# Directions:
Line by line, give the data again exactly as it appears.

# Record set:
[Start of section]

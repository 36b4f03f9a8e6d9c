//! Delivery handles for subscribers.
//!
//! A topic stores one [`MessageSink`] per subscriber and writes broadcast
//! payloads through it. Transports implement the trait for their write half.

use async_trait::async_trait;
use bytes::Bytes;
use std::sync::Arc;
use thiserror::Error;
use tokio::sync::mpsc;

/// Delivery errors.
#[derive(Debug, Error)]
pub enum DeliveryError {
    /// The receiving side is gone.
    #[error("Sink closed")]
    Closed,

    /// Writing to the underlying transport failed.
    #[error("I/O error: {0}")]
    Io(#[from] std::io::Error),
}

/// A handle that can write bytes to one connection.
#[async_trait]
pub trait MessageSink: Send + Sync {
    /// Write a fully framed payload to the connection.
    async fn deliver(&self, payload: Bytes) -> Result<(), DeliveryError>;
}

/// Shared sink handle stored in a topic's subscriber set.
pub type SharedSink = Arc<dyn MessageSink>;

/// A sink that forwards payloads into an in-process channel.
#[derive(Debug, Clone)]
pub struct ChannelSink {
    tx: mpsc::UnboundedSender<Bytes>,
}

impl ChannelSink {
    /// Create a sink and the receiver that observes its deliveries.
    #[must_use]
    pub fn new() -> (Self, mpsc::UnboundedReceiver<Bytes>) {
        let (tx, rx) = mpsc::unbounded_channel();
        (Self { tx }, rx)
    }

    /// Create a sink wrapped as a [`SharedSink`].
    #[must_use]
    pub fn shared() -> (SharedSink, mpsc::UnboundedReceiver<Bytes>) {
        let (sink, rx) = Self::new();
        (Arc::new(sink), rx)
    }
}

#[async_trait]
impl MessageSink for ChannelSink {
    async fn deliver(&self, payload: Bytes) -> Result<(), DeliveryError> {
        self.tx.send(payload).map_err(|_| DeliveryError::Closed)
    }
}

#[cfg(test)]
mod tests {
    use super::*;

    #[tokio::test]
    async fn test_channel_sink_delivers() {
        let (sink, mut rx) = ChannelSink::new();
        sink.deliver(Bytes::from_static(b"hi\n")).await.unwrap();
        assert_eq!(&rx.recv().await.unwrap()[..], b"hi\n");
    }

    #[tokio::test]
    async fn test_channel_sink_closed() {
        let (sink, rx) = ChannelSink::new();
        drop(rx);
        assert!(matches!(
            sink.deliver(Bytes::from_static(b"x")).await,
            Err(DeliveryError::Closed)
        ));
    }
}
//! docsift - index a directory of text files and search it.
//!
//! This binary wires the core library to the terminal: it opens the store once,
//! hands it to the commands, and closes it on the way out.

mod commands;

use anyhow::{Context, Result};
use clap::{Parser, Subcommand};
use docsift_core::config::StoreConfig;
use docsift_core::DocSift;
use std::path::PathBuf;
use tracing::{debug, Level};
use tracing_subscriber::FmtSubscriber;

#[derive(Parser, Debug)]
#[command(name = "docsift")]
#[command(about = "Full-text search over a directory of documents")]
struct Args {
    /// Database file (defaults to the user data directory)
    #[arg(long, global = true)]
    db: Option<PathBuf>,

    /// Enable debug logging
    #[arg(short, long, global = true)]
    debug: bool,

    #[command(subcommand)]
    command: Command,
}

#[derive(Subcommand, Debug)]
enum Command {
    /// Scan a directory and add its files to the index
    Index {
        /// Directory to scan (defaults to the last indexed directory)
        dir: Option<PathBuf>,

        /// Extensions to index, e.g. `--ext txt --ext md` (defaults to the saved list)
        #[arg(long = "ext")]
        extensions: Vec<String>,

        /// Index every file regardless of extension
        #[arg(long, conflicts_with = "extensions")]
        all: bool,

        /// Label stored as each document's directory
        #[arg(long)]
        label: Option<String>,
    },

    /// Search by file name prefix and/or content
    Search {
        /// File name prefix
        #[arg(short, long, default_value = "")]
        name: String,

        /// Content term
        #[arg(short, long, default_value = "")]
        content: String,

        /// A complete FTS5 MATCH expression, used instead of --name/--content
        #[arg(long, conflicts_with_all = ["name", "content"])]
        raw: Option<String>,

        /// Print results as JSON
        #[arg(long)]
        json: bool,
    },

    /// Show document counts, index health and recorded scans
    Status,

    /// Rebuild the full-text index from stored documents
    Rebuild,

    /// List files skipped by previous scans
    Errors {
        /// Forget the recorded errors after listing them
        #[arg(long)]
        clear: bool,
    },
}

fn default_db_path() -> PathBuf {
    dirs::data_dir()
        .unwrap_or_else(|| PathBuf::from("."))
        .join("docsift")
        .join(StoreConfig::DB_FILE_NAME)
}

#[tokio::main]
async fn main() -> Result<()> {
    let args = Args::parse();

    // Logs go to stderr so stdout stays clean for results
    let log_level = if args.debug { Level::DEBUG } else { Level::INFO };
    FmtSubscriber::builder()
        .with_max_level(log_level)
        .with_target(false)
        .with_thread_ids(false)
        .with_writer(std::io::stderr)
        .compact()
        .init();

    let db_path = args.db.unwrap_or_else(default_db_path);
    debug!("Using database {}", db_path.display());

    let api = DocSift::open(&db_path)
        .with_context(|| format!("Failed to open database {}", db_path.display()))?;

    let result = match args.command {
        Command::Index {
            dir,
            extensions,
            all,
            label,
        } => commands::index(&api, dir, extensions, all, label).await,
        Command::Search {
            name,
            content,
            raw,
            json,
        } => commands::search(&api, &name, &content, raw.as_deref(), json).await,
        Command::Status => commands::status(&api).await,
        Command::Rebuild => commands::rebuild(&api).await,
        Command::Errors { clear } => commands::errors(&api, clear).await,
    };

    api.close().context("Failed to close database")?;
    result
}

[End of section]

# Problem solution:
repository 36b4f03f9a8e6d9c
//! Delivery handles for subscribers.
//!
//! A topic stores one [`MessageSink`] per subscriber and writes broadcast
//! payloads through it. Transports implement the trait for their write half.

use async_trait::async_trait;
use bytes::Bytes;
use std::sync::Arc;
use thiserror::Error;
use tokio::sync::mpsc;

/// Delivery errors.
#[derive(Debug, Error)]
pub enum DeliveryError {
    /// The receiving side is gone.
    #[error("Sink closed")]
    Closed,

    /// Writing to the underlying transport failed.
    #[error("I/O error: {0}")]
    Io(#[from] std::io::Error),
}

/// A handle that can write bytes to one connection.
#[async_trait]
pub trait MessageSink: Send + Sync {
    /// Write a fully framed payload to the connection.
    async fn deliver(&self, payload: Bytes) -> Result<(), DeliveryError>;
}

/// Shared sink handle stored in a topic's subscriber set.
pub type SharedSink = Arc<dyn MessageSink>;

/// A sink that forwards payloads into an in-process channel.
#[derive(Debug, Clone)]
pub struct ChannelSink {
    tx: mpsc::UnboundedSender<Bytes>,
}

impl ChannelSink {
    /// Create a sink and the receiver that observes its deliveries.
    #[must_use]
    pub fn new() -> (Self, mpsc::UnboundedReceiver<Bytes>) {
        let (tx, rx) = mpsc::unbounded_channel();
        (Self { tx }, rx)
    }

    /// Create a sink wrapped as a [`SharedSink`].
    #[must_use]
    pub fn shared() -> (SharedSink, mpsc::UnboundedReceiver<Bytes>) {
        let (sink, rx) = Self::new();
        (Arc::new(sink), rx)
    }
}

#[async_trait]
impl MessageSink for ChannelSink {
    async fn deliver(&self, payload: Bytes) -> Result<(), DeliveryError> {
        self.tx.send(payload).map_err(|_| DeliveryError::Closed)
    }
}

#[cfg(test)]
mod tests {
    use super::*;

    #[tokio::test]
    async fn test_channel_sink_delivers() {
        let (sink, mut rx) = ChannelSink::new();
        sink.deliver(Bytes::from_static(b"hi\n")).await.unwrap();
        assert_eq!(&rx.recv().await.unwrap()[..], b"hi\n");
    }

    #[tokio::test]
    async fn test_channel_sink_closed() {
        let (sink, rx) = ChannelSink::new();
        drop(rx);
        assert!(matches!(
            sink.deliver(Bytes::from_static(b"x")).await,
            Err(DeliveryError::Closed)
        ));
    }
}
//! docsift - index a directory of text files and search it.
//!
//! This binary wires the core library to the terminal: it opens the store once,
//! hands it to the commands, and closes it on the way out.

mod commands;

use anyhow::{Context, Result};
use clap::{Parser, Subcommand};
use docsift_core::config::StoreConfig;
use docsift_core::DocSift;
use std::path::PathBuf;
use tracing::{debug, Level};
use tracing_subscriber::FmtSubscriber;

#[derive(Parser, Debug)]
#[command(name = "docsift")]
#[command(about = "Full-text search over a directory of documents")]
struct Args {
    /// Database file (defaults to the user data directory)
    #[arg(long, global = true)]
    db: Option<PathBuf>,

    /// Enable debug logging
    #[arg(short, long, global = true)]
    debug: bool,

    #[command(subcommand)]
    command: Command,
}

#[derive(Subcommand, Debug)]
enum Command {
    /// Scan a directory and add its files to the index
    Index {
        /// Directory to scan (defaults to the last indexed directory)
        dir: Option<PathBuf>,

        /// Extensions to index, e.g. `--ext txt --ext md` (defaults to the saved list)
        #[arg(long = "ext")]
        extensions: Vec<String>,

        /// Index every file regardless of extension
        #[arg(long, conflicts_with = "extensions")]
        all: bool,

        /// Label stored as each document's directory
        #[arg(long)]
        label: Option<String>,
    },

    /// Search by file name prefix and/or content
    Search {
        /// File name prefix
        #[arg(short, long, default_value = "")]
        name: String,

        /// Content term
        #[arg(short, long, default_value = "")]
        content: String,

        /// A complete FTS5 MATCH expression, used instead of --name/--content
        #[arg(long, conflicts_with_all = ["name", "content"])]
        raw: Option<String>,

        /// Print results as JSON
        #[arg(long)]
        json: bool,
    },

    /// Show document counts, index health and recorded scans
    Status,

    /// Rebuild the full-text index from stored documents
    Rebuild,

    /// List files skipped by previous scans
    Errors {
        /// Forget the recorded errors after listing them
        #[arg(long)]
        clear: bool,
    },
}

fn default_db_path() -> PathBuf {
    dirs::data_dir()
        .unwrap_or_else(|| PathBuf::from("."))
        .join("docsift")
        .join(StoreConfig::DB_FILE_NAME)
}

#[tokio::main]
async fn main() -> Result<()> {
    let args = Args::parse();

    // Logs go to stderr so stdout stays clean for results
    let log_level = if args.debug { Level::DEBUG } else { Level::INFO };
    FmtSubscriber::builder()
        .with_max_level(log_level)
        .with_target(false)
        .with_thread_ids(false)
        .with_writer(std::io::stderr)
        .compact()
        .init();

    let db_path = args.db.unwrap_or_else(default_db_path);
    debug!("Using database {}", db_path.display());

    let api = DocSift::open(&db_path)
        .with_context(|| format!("Failed to open database {}", db_path.display()))?;

    let result = match args.command {
        Command::Index {
            dir,
            extensions,
            all,
            label,
        } => commands::index(&api, dir, extensions, all, label).await,
        Command::Search {
            name,
            content,
            raw,
            json,
        } => commands::search(&api, &name, &content, raw.as_deref(), json).await,
        Command::Status => commands::status(&api).await,
        Command::Rebuild => commands::rebuild(&api).await,
        Command::Errors { clear } => commands::errors(&api, clear).await,
    };

    api.close().context("Failed to close database")?;
    result
}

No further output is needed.